▶ Task to complete
Lines that contain the string "Allocate" are the ones to list; copy all of them from the records.

------ Material to process ------

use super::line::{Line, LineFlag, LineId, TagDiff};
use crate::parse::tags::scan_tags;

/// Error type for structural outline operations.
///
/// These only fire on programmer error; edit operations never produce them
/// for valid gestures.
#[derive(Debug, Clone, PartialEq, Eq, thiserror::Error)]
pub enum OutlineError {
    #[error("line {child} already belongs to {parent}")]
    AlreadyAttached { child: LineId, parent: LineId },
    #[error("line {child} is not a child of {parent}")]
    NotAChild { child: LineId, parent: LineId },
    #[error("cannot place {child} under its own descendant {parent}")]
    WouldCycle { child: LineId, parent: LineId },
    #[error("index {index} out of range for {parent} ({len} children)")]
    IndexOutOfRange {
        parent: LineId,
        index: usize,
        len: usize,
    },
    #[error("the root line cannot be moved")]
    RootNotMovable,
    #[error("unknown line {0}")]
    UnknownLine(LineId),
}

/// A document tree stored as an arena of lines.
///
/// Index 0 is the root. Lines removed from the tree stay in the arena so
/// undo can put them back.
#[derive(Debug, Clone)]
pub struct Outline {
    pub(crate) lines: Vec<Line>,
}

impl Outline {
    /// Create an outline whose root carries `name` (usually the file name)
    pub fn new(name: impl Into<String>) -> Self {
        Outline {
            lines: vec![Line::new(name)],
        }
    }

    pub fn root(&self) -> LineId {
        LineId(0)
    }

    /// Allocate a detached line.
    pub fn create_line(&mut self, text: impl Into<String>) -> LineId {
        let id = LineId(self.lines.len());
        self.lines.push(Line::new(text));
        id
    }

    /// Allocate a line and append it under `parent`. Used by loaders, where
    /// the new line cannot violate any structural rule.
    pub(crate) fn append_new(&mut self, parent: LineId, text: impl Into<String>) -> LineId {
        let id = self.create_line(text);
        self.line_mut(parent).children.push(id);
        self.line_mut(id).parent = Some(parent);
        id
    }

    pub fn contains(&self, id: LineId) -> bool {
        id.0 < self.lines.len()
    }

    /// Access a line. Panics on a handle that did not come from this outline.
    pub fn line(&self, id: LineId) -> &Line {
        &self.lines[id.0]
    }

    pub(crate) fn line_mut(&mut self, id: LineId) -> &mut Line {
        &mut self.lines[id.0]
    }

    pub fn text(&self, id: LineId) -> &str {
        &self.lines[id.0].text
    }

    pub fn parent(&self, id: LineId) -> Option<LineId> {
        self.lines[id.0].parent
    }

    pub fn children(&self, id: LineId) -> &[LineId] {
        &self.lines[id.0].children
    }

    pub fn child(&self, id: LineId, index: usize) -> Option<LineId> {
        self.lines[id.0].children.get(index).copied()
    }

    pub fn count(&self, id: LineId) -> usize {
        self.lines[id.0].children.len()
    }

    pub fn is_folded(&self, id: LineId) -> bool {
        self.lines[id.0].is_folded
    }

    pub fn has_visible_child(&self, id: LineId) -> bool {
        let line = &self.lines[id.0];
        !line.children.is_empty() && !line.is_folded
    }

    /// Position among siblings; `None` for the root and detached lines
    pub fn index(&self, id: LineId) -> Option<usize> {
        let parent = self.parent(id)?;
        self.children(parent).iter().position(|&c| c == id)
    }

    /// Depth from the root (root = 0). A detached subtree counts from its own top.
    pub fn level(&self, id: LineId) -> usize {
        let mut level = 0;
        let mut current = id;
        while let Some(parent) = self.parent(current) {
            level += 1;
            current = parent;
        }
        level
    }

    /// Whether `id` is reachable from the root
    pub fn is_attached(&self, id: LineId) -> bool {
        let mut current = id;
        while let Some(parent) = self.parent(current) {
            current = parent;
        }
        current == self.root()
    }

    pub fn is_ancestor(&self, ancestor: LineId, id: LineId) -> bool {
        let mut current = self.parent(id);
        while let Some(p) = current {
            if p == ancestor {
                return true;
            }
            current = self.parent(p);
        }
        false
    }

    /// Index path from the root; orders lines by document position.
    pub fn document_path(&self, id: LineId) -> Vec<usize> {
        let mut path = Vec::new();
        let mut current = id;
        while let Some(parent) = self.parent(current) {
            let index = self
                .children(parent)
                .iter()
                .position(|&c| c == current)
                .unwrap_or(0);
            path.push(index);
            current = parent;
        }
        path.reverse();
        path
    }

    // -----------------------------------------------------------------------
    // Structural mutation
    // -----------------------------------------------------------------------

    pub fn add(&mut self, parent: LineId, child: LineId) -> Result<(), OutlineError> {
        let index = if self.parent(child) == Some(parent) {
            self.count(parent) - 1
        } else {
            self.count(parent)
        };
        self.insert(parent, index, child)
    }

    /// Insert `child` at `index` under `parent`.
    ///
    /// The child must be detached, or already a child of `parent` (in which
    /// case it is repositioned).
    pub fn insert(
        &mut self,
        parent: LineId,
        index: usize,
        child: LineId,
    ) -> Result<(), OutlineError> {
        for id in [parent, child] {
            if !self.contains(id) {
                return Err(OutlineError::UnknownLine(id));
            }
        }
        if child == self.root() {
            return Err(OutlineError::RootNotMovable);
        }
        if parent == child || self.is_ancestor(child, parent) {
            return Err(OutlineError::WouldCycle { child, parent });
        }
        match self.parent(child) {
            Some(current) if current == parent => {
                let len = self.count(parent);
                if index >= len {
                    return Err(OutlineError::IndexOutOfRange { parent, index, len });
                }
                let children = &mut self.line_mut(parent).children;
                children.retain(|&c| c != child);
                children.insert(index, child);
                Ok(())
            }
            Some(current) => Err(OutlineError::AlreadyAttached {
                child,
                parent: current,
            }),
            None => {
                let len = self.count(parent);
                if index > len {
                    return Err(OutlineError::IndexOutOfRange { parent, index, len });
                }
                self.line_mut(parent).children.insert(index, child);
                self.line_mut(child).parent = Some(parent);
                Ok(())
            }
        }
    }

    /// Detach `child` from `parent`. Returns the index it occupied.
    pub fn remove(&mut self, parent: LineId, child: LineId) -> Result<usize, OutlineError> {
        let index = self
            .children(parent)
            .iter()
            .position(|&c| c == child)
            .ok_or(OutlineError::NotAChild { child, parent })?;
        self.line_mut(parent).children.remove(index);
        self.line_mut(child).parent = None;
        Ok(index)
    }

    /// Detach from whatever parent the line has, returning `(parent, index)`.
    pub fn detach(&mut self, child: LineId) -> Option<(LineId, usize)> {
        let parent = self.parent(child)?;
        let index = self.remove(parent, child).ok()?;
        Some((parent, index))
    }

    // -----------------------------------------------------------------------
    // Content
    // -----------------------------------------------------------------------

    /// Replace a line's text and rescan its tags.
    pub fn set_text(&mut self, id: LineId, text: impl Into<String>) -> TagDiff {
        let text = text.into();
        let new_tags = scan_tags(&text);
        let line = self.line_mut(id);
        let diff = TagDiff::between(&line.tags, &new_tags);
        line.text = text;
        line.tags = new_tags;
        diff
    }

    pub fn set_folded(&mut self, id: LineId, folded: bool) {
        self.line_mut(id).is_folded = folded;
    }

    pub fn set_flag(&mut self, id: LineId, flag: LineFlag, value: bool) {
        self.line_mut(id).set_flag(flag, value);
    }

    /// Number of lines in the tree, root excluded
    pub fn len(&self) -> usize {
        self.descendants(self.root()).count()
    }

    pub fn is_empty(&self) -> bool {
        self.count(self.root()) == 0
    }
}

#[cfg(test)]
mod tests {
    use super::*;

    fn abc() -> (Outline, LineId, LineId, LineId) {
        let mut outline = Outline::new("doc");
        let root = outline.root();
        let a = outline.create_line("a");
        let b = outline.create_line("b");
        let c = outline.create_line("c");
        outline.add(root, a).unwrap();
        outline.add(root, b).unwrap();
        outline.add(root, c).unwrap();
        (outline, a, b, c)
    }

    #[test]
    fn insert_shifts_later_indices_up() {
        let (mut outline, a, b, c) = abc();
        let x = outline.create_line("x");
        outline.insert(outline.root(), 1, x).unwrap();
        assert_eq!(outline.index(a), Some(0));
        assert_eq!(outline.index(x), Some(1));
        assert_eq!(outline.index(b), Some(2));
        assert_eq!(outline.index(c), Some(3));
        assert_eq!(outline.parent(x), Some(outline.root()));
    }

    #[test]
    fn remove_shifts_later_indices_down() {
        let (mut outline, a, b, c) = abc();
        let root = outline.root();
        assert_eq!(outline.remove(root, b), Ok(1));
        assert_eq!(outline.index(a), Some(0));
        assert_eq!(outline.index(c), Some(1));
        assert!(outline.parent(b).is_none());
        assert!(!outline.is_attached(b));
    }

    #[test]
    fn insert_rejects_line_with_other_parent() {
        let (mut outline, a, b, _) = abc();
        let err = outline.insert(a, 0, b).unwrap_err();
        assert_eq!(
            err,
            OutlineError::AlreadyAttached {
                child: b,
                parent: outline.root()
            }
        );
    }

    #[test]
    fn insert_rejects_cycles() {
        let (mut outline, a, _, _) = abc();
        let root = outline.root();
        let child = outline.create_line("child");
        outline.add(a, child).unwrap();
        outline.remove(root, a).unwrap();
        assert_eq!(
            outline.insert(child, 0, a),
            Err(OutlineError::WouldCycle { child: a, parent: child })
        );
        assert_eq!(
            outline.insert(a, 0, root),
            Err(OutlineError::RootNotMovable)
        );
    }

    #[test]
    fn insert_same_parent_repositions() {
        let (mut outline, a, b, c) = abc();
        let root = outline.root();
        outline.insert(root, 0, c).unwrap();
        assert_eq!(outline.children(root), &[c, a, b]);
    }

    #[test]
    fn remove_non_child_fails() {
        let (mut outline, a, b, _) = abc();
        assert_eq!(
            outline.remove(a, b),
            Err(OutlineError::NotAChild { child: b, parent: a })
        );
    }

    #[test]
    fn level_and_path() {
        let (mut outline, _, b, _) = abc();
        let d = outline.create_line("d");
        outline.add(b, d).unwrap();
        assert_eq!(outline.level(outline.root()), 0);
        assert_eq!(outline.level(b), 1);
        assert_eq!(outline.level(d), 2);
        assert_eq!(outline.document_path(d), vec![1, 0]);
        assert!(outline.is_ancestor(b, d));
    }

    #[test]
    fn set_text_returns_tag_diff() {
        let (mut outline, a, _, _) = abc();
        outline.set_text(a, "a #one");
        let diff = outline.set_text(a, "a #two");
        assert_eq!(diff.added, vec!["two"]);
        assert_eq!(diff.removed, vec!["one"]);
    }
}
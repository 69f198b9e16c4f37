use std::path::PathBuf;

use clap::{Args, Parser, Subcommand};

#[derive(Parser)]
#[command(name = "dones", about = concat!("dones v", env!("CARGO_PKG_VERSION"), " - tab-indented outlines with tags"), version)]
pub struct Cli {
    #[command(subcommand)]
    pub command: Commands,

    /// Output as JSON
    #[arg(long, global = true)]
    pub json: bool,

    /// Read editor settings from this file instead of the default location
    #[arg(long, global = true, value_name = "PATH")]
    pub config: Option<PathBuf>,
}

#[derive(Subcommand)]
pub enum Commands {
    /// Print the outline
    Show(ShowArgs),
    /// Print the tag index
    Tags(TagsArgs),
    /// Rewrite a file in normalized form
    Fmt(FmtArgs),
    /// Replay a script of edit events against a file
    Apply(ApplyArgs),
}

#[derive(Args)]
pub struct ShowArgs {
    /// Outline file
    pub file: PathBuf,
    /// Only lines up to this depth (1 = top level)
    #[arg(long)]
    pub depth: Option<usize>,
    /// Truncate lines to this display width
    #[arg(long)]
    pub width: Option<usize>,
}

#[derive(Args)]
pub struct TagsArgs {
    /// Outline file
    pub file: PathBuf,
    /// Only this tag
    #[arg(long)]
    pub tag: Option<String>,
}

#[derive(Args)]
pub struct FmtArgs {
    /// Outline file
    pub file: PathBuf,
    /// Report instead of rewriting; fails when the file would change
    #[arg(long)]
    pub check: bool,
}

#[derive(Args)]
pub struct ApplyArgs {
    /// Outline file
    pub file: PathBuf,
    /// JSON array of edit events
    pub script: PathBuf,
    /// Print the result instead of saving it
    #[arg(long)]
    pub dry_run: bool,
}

------

▶ Answer
    /// Allocate a detached line.
    /// Allocate a line and append it under `parent`. Used by loaders, where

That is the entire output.